### What to do
Every line in the data below that has the word "super" should be returned.

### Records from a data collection

--------------------

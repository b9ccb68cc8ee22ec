//! # Pipeline Events
//!
//! Progress events streamed to observers (the CLI prints them).

use super::pipeline::{PipelineMode, Stage};
use chrono::{DateTime, Utc};
use serde::{Deserialize, Serialize};

/// Kind of pipeline event
#[derive(Debug, Clone, Serialize, Deserialize, PartialEq, Eq)]
#[serde(rename_all = "snake_case")]
pub enum PipelineEventKind {
    /// Waiting for a free slot
    TaskQueued,
    /// Slot acquired, pipeline starting
    TaskStarted,
    StageStarted,
    StageCompleted,
    StageFailed,
    /// Verification left failing tests; a fix cycle follows
    FixIterationStarted,
    TaskSucceeded,
    TaskFailed,
}

/// An event in a task's pipeline
#[derive(Debug, Clone, Serialize, Deserialize)]
pub struct PipelineEvent {
    /// Unique event ID
    pub id: String,
    pub timestamp: DateTime<Utc>,
    pub kind: PipelineEventKind,
    pub task_id: String,
    #[serde(default)]
    pub stage: Option<Stage>,
    #[serde(default)]
    pub mode: Option<PipelineMode>,
    /// Associated data (JSON)
    #[serde(default)]
    pub data: Option<serde_json::Value>,
}

impl PipelineEvent {
    pub fn new(kind: PipelineEventKind, task_id: &str) -> Self {
        Self {
            id: uuid::Uuid::new_v4().to_string(),
            timestamp: Utc::now(),
            kind,
            task_id: task_id.to_string(),
            stage: None,
            mode: None,
            data: None,
        }
    }

    pub fn with_stage(mut self, stage: Stage) -> Self {
        self.stage = Some(stage);
        self
    }

    pub fn with_mode(mut self, mode: PipelineMode) -> Self {
        self.mode = Some(mode);
        self
    }

    /// Add data to the event
    pub fn with_data(mut self, data: serde_json::Value) -> Self {
        self.data = Some(data);
        self
    }
}

#[cfg(test)]
mod tests {
    use super::*;

    #[test]
    fn test_event_creation() {
        let event = PipelineEvent::new(PipelineEventKind::StageStarted, "task-1")
            .with_stage(Stage::Planning)
            .with_data(serde_json::json!({"attempt": 1}));

        assert_eq!(event.task_id, "task-1");
        assert_eq!(event.stage, Some(Stage::Planning));

        let json = serde_json::to_value(&event).unwrap();
        assert_eq!(json["kind"], "stage_started");
        assert_eq!(json["stage"], "planning");
    }
}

--------------------

### Response below
use super::pipeline::{PipelineMode, Stage};
    use super::*;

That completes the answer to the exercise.